For now, the students are worried about the patients they’re now separating from. “The students are really grieving having to say goodbye,” says Susan Hall, DNP, RN, assistant professor at the College of Nursing.
And their patients are hoping to connect with another hotspotting team, says Kay Luther, lead case manager at Grace Mary Manor. “The homeless population doesn’t often access healthcare, or if they do, they do it through one-off, emergency visits. They’re kind of neglected,” Luther says. “Hotspotting has turned out to be this really helpful, targeted thing that has helped our clients. Every single one of our clients could benefit from this.”
The hotspotting program will pick up again in the fall with eight more teams. For the team of faculty managing the project, the question now is: Where to go from here?
“It’s a labor of love for all of us—having students in the real world. It provides better care and understanding for the patient,” says Luptak. “But it is labor-intensive and expensive at this level of development. You can’t possible put every student through this kind of experience—yet. We don’t have this all figured out. But that certainly is the goal.”
Ana Maria Lopez, MD, Associate Vice President for Health Equity and Inclusion at the University of Utah Health Sciences Center, is enthusiastic about the program. In many ways, Lopez says, it flips the way healthcare providers are educated.
“Often how we’re trained is that a medical student has to be taught be a physician and nurse has to be taught by a nurse,” she adds. “As a med student, you could learn from a social worker. You could learn from a community health worker. That is such a rich experience.”
For the grantors, the initiative is aimed at changing patient care. And the only way to accomplish that in a meaningful way is to transform the way students are educated, says Carla Dieter, EdD, RN, project coordinator with the National Center for Interprofessional Practice and Education. “Are you changing the culture? Is practice changing? Is it being ingrained in what you do?” Dieter asks.

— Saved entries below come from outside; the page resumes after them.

use std::collections::BTreeSet;

use async_trait::async_trait;
use serde::Serialize;
use tracing::debug;

use super::GitHubClient;
use crate::error::{OrchestratorError, OrchestratorResult};
use crate::orchestrator::workflow::WorkSource;
use crate::types::{ChangeDetail, CommitSummary, SessionContext, WorkKind, WorkUnit};

/// Payload handed to the worker agents for one commit.
#[derive(Debug, Serialize)]
struct AnalyzePayload<'a> {
    commit: &'a CommitSummary,
    files: &'a [ChangeDetail],
}

/// Builds one analyze work unit per recent commit of the session's
/// repository.
pub struct GitHubWorkSource {
    client: GitHubClient,
    commit_limit: u8,
    required_capabilities: BTreeSet<String>,
}

impl GitHubWorkSource {
    pub fn new<I, S>(client: GitHubClient, commit_limit: u8, required_capabilities: I) -> Self
    where
        I: IntoIterator<Item = S>,
        S: Into<String>,
    {
        Self {
            client,
            commit_limit,
            required_capabilities: required_capabilities.into_iter().map(Into::into).collect(),
        }
    }
}

#[async_trait]
impl WorkSource for GitHubWorkSource {
    async fn collect(&self, session: &SessionContext) -> OrchestratorResult<Vec<WorkUnit>> {
        let commits = self
            .client
            .list_recent_commits(&session.repository, self.commit_limit)
            .await?;

        let mut units = Vec::with_capacity(commits.len());
        for commit in &commits {
            let detail = self
                .client
                .get_commit_detail(&session.repository, &commit.sha)
                .await?;
            debug!(sha = %commit.sha, files = detail.files.len(), "built work unit for commit");

            let payload = serde_json::to_string(&AnalyzePayload {
                commit,
                files: &detail.files,
            })
            .map_err(|e| OrchestratorError::Serialization(e.to_string()))?;

            units.push(WorkUnit::with_id(
                format!("analyze-{}", commit.sha),
                WorkKind::Analyze,
                payload,
                self.required_capabilities.iter().cloned(),
            ));
        }

        Ok(units)
    }
}
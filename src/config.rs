/// Configuration management for the commit review orchestrator
use serde::{Deserialize, Serialize};
use std::path::Path;
use url::Url;

use crate::error::{OrchestratorError, OrchestratorResult};
use crate::types::AgentDescriptor;

#[derive(Debug, Clone, Serialize, Deserialize)]
pub struct Config {
    pub orchestrator: OrchestratorSettings,
    pub health: HealthSettings,
    pub agents: Vec<AgentEntry>,
    pub github: GitHubSettings,
}

#[derive(Debug, Clone, Serialize, Deserialize)]
pub struct OrchestratorSettings {
    /// Per-call timeout for a single agent request.
    pub call_timeout_seconds: u64,
    /// Overall deadline for one dispatch batch.
    pub batch_deadline_seconds: u64,
    /// Extra attempts allowed per agent on transient transport errors.
    pub max_transient_retries: u32,
}

#[derive(Debug, Clone, Serialize, Deserialize)]
pub struct HealthSettings {
    pub probe_interval_seconds: u64,
    /// Consecutive probe failures before an agent is marked unhealthy.
    pub failure_threshold: u32,
    pub probe_timeout_seconds: u64,
    /// Liveness endpoint path, relative to each agent's address.
    pub probe_path: String,
}

#[derive(Debug, Clone, Serialize, Deserialize)]
pub struct AgentEntry {
    pub id: String,
    pub address: String,
    pub capabilities: Vec<String>,
}

#[derive(Debug, Clone, Serialize, Deserialize)]
pub struct GitHubSettings {
    /// Repository slug, `owner/repo`. The token always comes from the
    /// GITHUB_TOKEN environment variable.
    pub repository: String,
    /// Default number of commits per status report run.
    pub commit_limit: u8,
    /// Capabilities every analyze work unit requires.
    pub required_capabilities: Vec<String>,
}

impl Default for Config {
    fn default() -> Self {
        Self {
            orchestrator: OrchestratorSettings {
                call_timeout_seconds: 30,
                batch_deadline_seconds: 120,
                max_transient_retries: 1,
            },
            health: HealthSettings {
                probe_interval_seconds: 15,
                failure_threshold: 3,
                probe_timeout_seconds: 3,
                probe_path: "/.well-known/agent-card.json".to_string(),
            },
            agents: vec![
                AgentEntry {
                    id: "repo-agent".to_string(),
                    address: "http://127.0.0.1:8001".to_string(),
                    capabilities: vec!["fetch-commits".to_string(), "fetch-files".to_string()],
                },
                AgentEntry {
                    id: "security-agent".to_string(),
                    address: "http://127.0.0.1:8002".to_string(),
                    capabilities: vec!["scan-security".to_string()],
                },
                AgentEntry {
                    id: "reviewer-agent".to_string(),
                    address: "http://127.0.0.1:8003".to_string(),
                    capabilities: vec!["review-quality".to_string()],
                },
            ],
            github: GitHubSettings {
                repository: String::new(),
                commit_limit: 5,
                required_capabilities: vec![
                    "scan-security".to_string(),
                    "review-quality".to_string(),
                ],
            },
        }
    }
}

impl Config {
    /// Load configuration from file
    pub async fn load_from_file<P: AsRef<Path>>(path: P) -> OrchestratorResult<Self> {
        let content = tokio::fs::read_to_string(path).await?;
        let config: Config = serde_yaml::from_str(&content)
            .map_err(|e| OrchestratorError::Serialization(e.to_string()))?;
        Ok(config)
    }

    /// Save configuration to file
    pub async fn save_to_file<P: AsRef<Path>>(&self, path: P) -> OrchestratorResult<()> {
        let content = serde_yaml::to_string(self)
            .map_err(|e| OrchestratorError::Serialization(e.to_string()))?;
        tokio::fs::write(path, content).await?;
        Ok(())
    }

    /// Override settings from environment variables where present.
    pub fn apply_env_overrides(&mut self) -> OrchestratorResult<()> {
        if let Ok(timeout) = std::env::var("REVIEW_ORCH_CALL_TIMEOUT_SECONDS") {
            self.orchestrator.call_timeout_seconds = timeout
                .parse()
                .map_err(|_| OrchestratorError::Config("REVIEW_ORCH_CALL_TIMEOUT_SECONDS must be an integer".to_string()))?;
        }

        if let Ok(deadline) = std::env::var("REVIEW_ORCH_BATCH_DEADLINE_SECONDS") {
            self.orchestrator.batch_deadline_seconds = deadline
                .parse()
                .map_err(|_| OrchestratorError::Config("REVIEW_ORCH_BATCH_DEADLINE_SECONDS must be an integer".to_string()))?;
        }

        if let Ok(interval) = std::env::var("REVIEW_ORCH_PROBE_INTERVAL_SECONDS") {
            self.health.probe_interval_seconds = interval
                .parse()
                .map_err(|_| OrchestratorError::Config("REVIEW_ORCH_PROBE_INTERVAL_SECONDS must be an integer".to_string()))?;
        }

        if let Ok(repository) = std::env::var("GITHUB_REPO") {
            self.github.repository = repository;
        }

        Ok(())
    }

    /// Validate configuration
    pub fn validate(&self) -> OrchestratorResult<()> {
        if self.orchestrator.call_timeout_seconds == 0 {
            return Err(OrchestratorError::Config(
                "call timeout must be greater than 0".to_string(),
            ));
        }

        if self.orchestrator.batch_deadline_seconds < self.orchestrator.call_timeout_seconds {
            return Err(OrchestratorError::Config(
                "batch deadline must not be shorter than the per-call timeout".to_string(),
            ));
        }

        if self.health.failure_threshold == 0 {
            return Err(OrchestratorError::Config(
                "health failure threshold must be at least 1".to_string(),
            ));
        }

        if !self.health.probe_path.starts_with('/') {
            return Err(OrchestratorError::Config(
                "health probe path must start with '/'".to_string(),
            ));
        }

        if self.github.required_capabilities.is_empty() {
            return Err(OrchestratorError::Config(
                "github.required_capabilities must not be empty".to_string(),
            ));
        }

        for entry in &self.agents {
            if entry.capabilities.is_empty() {
                return Err(OrchestratorError::Config(format!(
                    "agent '{}' declares no capabilities",
                    entry.id
                )));
            }
            entry.parse_address()?;
        }

        Ok(())
    }
}

impl AgentEntry {
    fn parse_address(&self) -> OrchestratorResult<Url> {
        Url::parse(&self.address).map_err(|e| {
            OrchestratorError::Config(format!("agent '{}' has invalid address: {}", self.id, e))
        })
    }

    /// Convert this entry into a registrable descriptor (status unknown).
    pub fn to_descriptor(&self) -> OrchestratorResult<AgentDescriptor> {
        let address = self.parse_address()?;
        Ok(AgentDescriptor::new(
            self.id.clone(),
            address,
            self.capabilities.clone(),
        ))
    }
}

#[cfg(test)]
mod tests {
    use super::*;
    use tempfile::NamedTempFile;

    #[tokio::test]
    async fn test_config_save_and_load() {
        let config = Config::default();
        let temp_file = NamedTempFile::new().unwrap();

        config.save_to_file(temp_file.path()).await.unwrap();
        let loaded = Config::load_from_file(temp_file.path()).await.unwrap();

        assert_eq!(
            config.orchestrator.call_timeout_seconds,
            loaded.orchestrator.call_timeout_seconds
        );
        assert_eq!(config.agents.len(), loaded.agents.len());
        assert_eq!(config.health.probe_path, loaded.health.probe_path);
    }

    #[test]
    fn test_config_validation() {
        let mut config = Config::default();
        assert!(config.validate().is_ok());

        config.orchestrator.call_timeout_seconds = 0;
        assert!(config.validate().is_err());

        config = Config::default();
        config.orchestrator.batch_deadline_seconds = 1;
        assert!(config.validate().is_err());

        config = Config::default();
        config.agents[0].address = "not a url".to_string();
        assert!(config.validate().is_err());

        config = Config::default();
        config.agents[0].capabilities.clear();
        assert!(config.validate().is_err());
    }

    #[test]
    fn test_default_fleet_converts_to_descriptors() {
        let config = Config::default();
        let descriptors: Vec<_> = config
            .agents
            .iter()
            .map(|entry| entry.to_descriptor().unwrap())
            .collect();

        assert_eq!(descriptors.len(), 3);
        assert!(descriptors[0].advertises("fetch-commits"));
        assert!(descriptors[1].advertises("scan-security"));
        assert_eq!(descriptors[2].address.port(), Some(8003));
    }
}
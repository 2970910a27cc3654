//! Scripted transport double for unit tests.

use std::collections::{HashMap, VecDeque};
use std::sync::atomic::{AtomicUsize, Ordering};
use std::sync::Mutex;

use async_trait::async_trait;
use url::Url;

use super::{AgentCallRequest, AgentCallResponse, CallStatus, Transport};
use crate::error::TransportError;

/// Scripted per-call outcome, keyed by the target agent's port.
pub(crate) enum FakeOutcome {
    Ok(String),
    AppError(String),
    ConnectionError,
    ServerError(u16),
    Rejected(u16),
    /// Never completes; resolved only by the caller's timeout or cancellation.
    Hang,
}

pub(crate) struct FakeTransport {
    call_scripts: Mutex<HashMap<u16, VecDeque<FakeOutcome>>>,
    probe_scripts: Mutex<HashMap<u16, VecDeque<bool>>>,
    calls: AtomicUsize,
    probes: AtomicUsize,
}

impl FakeTransport {
    pub(crate) fn new() -> Self {
        Self {
            call_scripts: Mutex::new(HashMap::new()),
            probe_scripts: Mutex::new(HashMap::new()),
            calls: AtomicUsize::new(0),
            probes: AtomicUsize::new(0),
        }
    }

    /// Queue call outcomes for the agent listening on `port`. Unscripted
    /// calls succeed with an empty payload.
    pub(crate) fn script_calls(&self, port: u16, outcomes: Vec<FakeOutcome>) {
        self.call_scripts
            .lock()
            .unwrap()
            .entry(port)
            .or_default()
            .extend(outcomes);
    }

    /// Queue probe outcomes for the agent listening on `port`. Unscripted
    /// probes succeed.
    pub(crate) fn script_probes(&self, port: u16, outcomes: Vec<bool>) {
        self.probe_scripts
            .lock()
            .unwrap()
            .entry(port)
            .or_default()
            .extend(outcomes);
    }

    pub(crate) fn call_count(&self) -> usize {
        self.calls.load(Ordering::SeqCst)
    }

    pub(crate) fn probe_count(&self) -> usize {
        self.probes.load(Ordering::SeqCst)
    }

    fn next_call(&self, port: u16) -> Option<FakeOutcome> {
        self.call_scripts
            .lock()
            .unwrap()
            .get_mut(&port)
            .and_then(|queue| queue.pop_front())
    }

    fn next_probe(&self, port: u16) -> Option<bool> {
        self.probe_scripts
            .lock()
            .unwrap()
            .get_mut(&port)
            .and_then(|queue| queue.pop_front())
    }
}

#[async_trait]
impl Transport for FakeTransport {
    async fn call(
        &self,
        address: &Url,
        _request: &AgentCallRequest,
    ) -> Result<AgentCallResponse, TransportError> {
        self.calls.fetch_add(1, Ordering::SeqCst);
        let port = address.port().unwrap_or(0);

        match self.next_call(port) {
            Some(FakeOutcome::Ok(payload)) => Ok(AgentCallResponse {
                status: CallStatus::Ok,
                payload,
            }),
            Some(FakeOutcome::AppError(payload)) => Ok(AgentCallResponse {
                status: CallStatus::Error,
                payload,
            }),
            Some(FakeOutcome::ConnectionError) => {
                Err(TransportError::Connection("connection refused".to_string()))
            }
            Some(FakeOutcome::ServerError(status)) => Err(TransportError::ServerError { status }),
            Some(FakeOutcome::Rejected(status)) => Err(TransportError::Rejected { status }),
            Some(FakeOutcome::Hang) => {
                futures::future::pending::<()>().await;
                unreachable!()
            }
            None => Ok(AgentCallResponse {
                status: CallStatus::Ok,
                payload: "{}".to_string(),
            }),
        }
    }

    async fn probe(&self, address: &Url) -> Result<(), TransportError> {
        self.probes.fetch_add(1, Ordering::SeqCst);
        let port = address.port().unwrap_or(0);

        match self.next_probe(port) {
            Some(true) | None => Ok(()),
            Some(false) => Err(TransportError::Connection("unreachable".to_string())),
        }
    }
}
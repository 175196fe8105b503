pub mod config;
pub mod controller;
pub mod db;
pub mod error;
pub mod models;
pub mod routes;
pub mod services;
pub mod state;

“It needs to be part of the curriculum. Everyone needs to be able to say, ‘We don’t educate our students any other way. It’s not voluntary,” she adds. “I don’t think anyone’s there yet. That’s why we’re pushing people.”
Sometimes, the simplest healthcare interventions have less to do with blood draws and clinic visits and more to do with street smarts and practical solutions. Eight interdisciplinary teams of university students were dispatched this year to work with four residents of the Salt Lake County Housing Authority’s Grace Mary Manor and four other at-risk patients and their families, getting out of their healthcare training to really hone in on what their client needed.